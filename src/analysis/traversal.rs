//! Ordered block traversals.
//!
//! One iterator type covers every traversal the passes need; the kind set is
//! closed and small, so a [`TraversalKind`] enum matched inside the iterator
//! replaces an open-ended family of iterator types.
//!
//! The iterator owns a snapshot of the order, so the caller may freely
//! mutate block contents while iterating. It is restartable via
//! [`DataflowIterator::reset`], but a snapshot taken before the
//! order-defining block lists change does not see the change.
//!
//! # Repeating traversal
//!
//! [`TraversalKind::LoopRepeatingTopological`] implements the fixed-point
//! driving discipline without embedding termination policy here: the caller
//! reports through the `changed` argument of [`DataflowIterator::next`]
//! whether the previously returned block changed, and the iterator restarts
//! the innermost dirty loop interval once it reaches the interval's end.
//! Non-repeating kinds ignore the flag. Termination is the caller's
//! obligation (monotone facts); the driver adds a defensive cap in debug
//! builds.

use strum::{Display, EnumCount};

use crate::{
    analysis::dominator_children,
    mir::{BasicBlock, BlockId, MirMethod},
    Result,
};

/// The closed set of traversal kinds.
#[derive(Debug, Display, Clone, Copy, PartialEq, Eq, EnumCount)]
#[strum(serialize_all = "kebab-case")]
pub enum TraversalKind {
    /// Every non-hidden block in table order.
    AllNodes,
    /// DFS preorder.
    PreOrder,
    /// DFS postorder.
    PostOrder,
    /// Reverse postorder.
    ReversePostOrder,
    /// Postorder over the dominator tree.
    DominatorPostOrder,
    /// Topological order with contiguous loop intervals.
    Topological,
    /// Topological order, restarting a loop interval while blocks inside it
    /// report changes.
    LoopRepeatingTopological,
}

#[derive(Debug, Clone, Copy)]
struct LoopScope {
    head: usize,
    end: usize,
    dirty: bool,
}

/// A lazy, finite sequence of block ids in one of the [`TraversalKind`]
/// orders.
#[derive(Debug)]
pub struct DataflowIterator {
    kind: TraversalKind,
    order: Vec<BlockId>,
    loop_ends: Vec<Option<usize>>,
    position: usize,
    scopes: Vec<LoopScope>,
}

impl DataflowIterator {
    /// Creates an iterator over `method` in the given order.
    ///
    /// # Errors
    ///
    /// Returns [`Error::InvariantViolation`](crate::Error::InvariantViolation)
    /// if the order the kind depends on (DFS, dominators, topological) has
    /// not been computed yet.
    pub fn new(method: &MirMethod, kind: TraversalKind) -> Result<Self> {
        let (order, loop_ends) = match kind {
            TraversalKind::AllNodes => (
                method
                    .blocks()
                    .filter(|b| !b.is_hidden())
                    .map(BasicBlock::id)
                    .collect(),
                Vec::new(),
            ),
            TraversalKind::PreOrder => (method.dfs_order()?.preorder().to_vec(), Vec::new()),
            TraversalKind::PostOrder => (method.dfs_order()?.postorder().to_vec(), Vec::new()),
            TraversalKind::ReversePostOrder => {
                (method.dfs_order()?.reverse_postorder(), Vec::new())
            }
            TraversalKind::DominatorPostOrder => (dominator_postorder(method)?, Vec::new()),
            TraversalKind::Topological | TraversalKind::LoopRepeatingTopological => {
                let topo = method.topological_order()?;
                let ends = if kind == TraversalKind::LoopRepeatingTopological {
                    (0..topo.len()).map(|i| topo.loop_end(i)).collect()
                } else {
                    Vec::new()
                };
                (topo.order().to_vec(), ends)
            }
        };
        Ok(Self {
            kind,
            order,
            loop_ends,
            position: 0,
            scopes: Vec::new(),
        })
    }

    /// Returns the traversal kind.
    #[must_use]
    pub const fn kind(&self) -> TraversalKind {
        self.kind
    }

    /// Restarts the traversal from the beginning.
    pub fn reset(&mut self) {
        self.position = 0;
        self.scopes.clear();
    }

    /// Returns the next block id.
    ///
    /// `changed` reports whether the block returned by the previous call
    /// changed; only the repeating kind consults it. When a loop interval
    /// finishes with a change recorded inside it, iteration resumes at the
    /// interval head with the dirty mark cleared.
    pub fn next(&mut self, changed: bool) -> Option<BlockId> {
        if changed {
            for scope in &mut self.scopes {
                scope.dirty = true;
            }
        }

        if self.kind == TraversalKind::LoopRepeatingTopological {
            // Leave or restart finished loop intervals, innermost first.
            while let Some(scope) = self.scopes.last_mut() {
                if self.position < scope.end {
                    break;
                }
                if scope.dirty {
                    scope.dirty = false;
                    self.position = scope.head;
                    break;
                }
                self.scopes.pop();
            }
        }

        if self.position >= self.order.len() {
            return None;
        }

        if self.kind == TraversalKind::LoopRepeatingTopological {
            if let Some(end) = self.loop_ends.get(self.position).copied().flatten() {
                let head = self.position;
                let already_open = self
                    .scopes
                    .last()
                    .map(|s| s.head == head)
                    .unwrap_or(false);
                if !already_open {
                    self.scopes.push(LoopScope {
                        head,
                        end,
                        dirty: false,
                    });
                }
            }
        }

        let block = self.order[self.position];
        self.position += 1;
        Some(block)
    }
}

/// Computes postorder over the dominator tree with an explicit stack.
fn dominator_postorder(method: &MirMethod) -> Result<Vec<BlockId>> {
    method.dfs_order()?;
    let entry = method.entry();
    for block in method.blocks().filter(|b| !b.is_hidden()) {
        if block.id() != entry && block.immediate_dominator().is_none() {
            return Err(crate::Error::invariant(
                block.id(),
                "dominator traversal requested before dominator computation",
            ));
        }
    }
    let mut out = Vec::new();
    let mut stack: Vec<(BlockId, Vec<BlockId>)> = vec![(entry, dominator_children(method, entry))];
    loop {
        let child = match stack.last_mut() {
            Some((_, children)) => children.pop(),
            None => break,
        };
        match child {
            Some(child) => {
                let grand = dominator_children(method, child);
                stack.push((child, grand));
            }
            None => {
                if let Some((block, _)) = stack.pop() {
                    out.push(block);
                }
            }
        }
    }
    Ok(out)
}

#[cfg(test)]
mod tests {
    use super::*;
    use crate::{
        analysis::{compute_dominators, compute_topological_order, DfsOrder},
        mir::{Instruction, MethodBuilder, VarId},
    };

    fn looped_method() -> (MirMethod, BlockId, BlockId, BlockId) {
        let mut b = MethodBuilder::new(1);
        let header = b.code_block();
        let body = b.code_block();
        let tail = b.code_block();
        b.set_fall_through(b.entry(), header);
        b.push(header, Instruction::if_zero(VarId::new(0)));
        b.set_fall_through(header, body);
        b.set_taken(header, tail);
        b.push(body, Instruction::goto());
        b.set_fall_through(body, header);
        b.push(tail, Instruction::ret(None));
        b.set_fall_through(tail, b.exit());
        let mut method = b.finish().unwrap();
        DfsOrder::compute(&mut method);
        compute_dominators(&mut method).unwrap();
        compute_topological_order(&mut method).unwrap();
        (method, header, body, tail)
    }

    fn drain(iter: &mut DataflowIterator) -> Vec<BlockId> {
        let mut out = Vec::new();
        while let Some(b) = iter.next(false) {
            out.push(b);
        }
        out
    }

    #[test]
    fn test_all_nodes_filters_hidden() {
        let mut b = MethodBuilder::new(1);
        let body = b.code_block();
        let orphan = b.code_block();
        b.set_fall_through(b.entry(), body);
        b.push(body, Instruction::ret(None));
        b.set_fall_through(body, b.exit());
        b.push(orphan, Instruction::goto());
        b.set_fall_through(orphan, body);
        let mut method = b.finish().unwrap();
        DfsOrder::compute(&mut method);

        let mut iter = DataflowIterator::new(&method, TraversalKind::AllNodes).unwrap();
        let seen = drain(&mut iter);
        assert!(!seen.contains(&orphan));
        assert_eq!(seen.len(), 3);
    }

    #[test]
    fn test_orders_require_analysis() {
        let mut b = MethodBuilder::new(1);
        let body = b.code_block();
        b.set_fall_through(b.entry(), body);
        b.push(body, Instruction::ret(None));
        b.set_fall_through(body, b.exit());
        let method = b.finish().unwrap();

        assert!(DataflowIterator::new(&method, TraversalKind::PreOrder).is_err());
        assert!(DataflowIterator::new(&method, TraversalKind::Topological).is_err());
        assert!(DataflowIterator::new(&method, TraversalKind::AllNodes).is_ok());
    }

    #[test]
    fn test_reverse_postorder_starts_at_entry() {
        let (method, ..) = looped_method();
        let mut iter = DataflowIterator::new(&method, TraversalKind::ReversePostOrder).unwrap();
        assert_eq!(iter.next(false), Some(method.entry()));
    }

    #[test]
    fn test_dominator_postorder_ends_at_entry() {
        let (method, ..) = looped_method();
        let mut iter = DataflowIterator::new(&method, TraversalKind::DominatorPostOrder).unwrap();
        let seen = drain(&mut iter);
        assert_eq!(*seen.last().unwrap(), method.entry());
        assert_eq!(seen.len(), 5);
    }

    #[test]
    fn test_loop_repeating_restarts_dirty_interval() {
        let (method, header, body, _tail) = looped_method();
        let mut iter =
            DataflowIterator::new(&method, TraversalKind::LoopRepeatingTopological).unwrap();

        let mut seen = Vec::new();
        let mut reported = false;
        while let Some(block) = iter.next(reported) {
            seen.push(block);
            // Report one change inside the loop body on the first pass.
            reported = block == body && seen.iter().filter(|&&b| b == body).count() == 1;
        }

        // The loop interval [header, body] runs twice, the rest once.
        assert_eq!(seen.iter().filter(|&&b| b == header).count(), 2);
        assert_eq!(seen.iter().filter(|&&b| b == body).count(), 2);
        assert_eq!(seen.iter().filter(|&&b| b == method.entry()).count(), 1);
    }

    #[test]
    fn test_non_repeating_ignores_changed() {
        let (method, ..) = looped_method();
        let mut iter = DataflowIterator::new(&method, TraversalKind::Topological).unwrap();
        let mut count = 0;
        while iter.next(true).is_some() {
            count += 1;
        }
        assert_eq!(count, 5);
    }

    #[test]
    fn test_reset() {
        let (method, ..) = looped_method();
        let mut iter = DataflowIterator::new(&method, TraversalKind::PreOrder).unwrap();
        let first = drain(&mut iter);
        assert!(iter.next(false).is_none());
        iter.reset();
        let second = drain(&mut iter);
        assert_eq!(first, second);
    }
}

- _Exercise requirements_
Reproduce each line of the records in which "next" appears.

- _Reply_
//! reports through the `changed` argument of [`DataflowIterator::next`]
    /// Returns the next block id.
    pub fn next(&mut self, changed: bool) -> Option<BlockId> {
        while let Some(b) = iter.next(false) {
        assert_eq!(iter.next(false), Some(method.entry()));
        while let Some(block) = iter.next(reported) {
        while iter.next(true).is_some() {
        assert!(iter.next(false).is_none());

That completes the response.